[Dataset entries]
--- START ---

//! LLM 层：客户端抽象与 Mock 实现

pub mod mock;
pub mod traits;

pub use mock::MockLlmClient;
pub use traits::{LlmClient, LlmError};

--- END ---

§ Task requirements: Every line in the data above that includes the word "traits" should be copied.

§ Worked solution:
pub mod traits;
pub use traits::{LlmClient, LlmError};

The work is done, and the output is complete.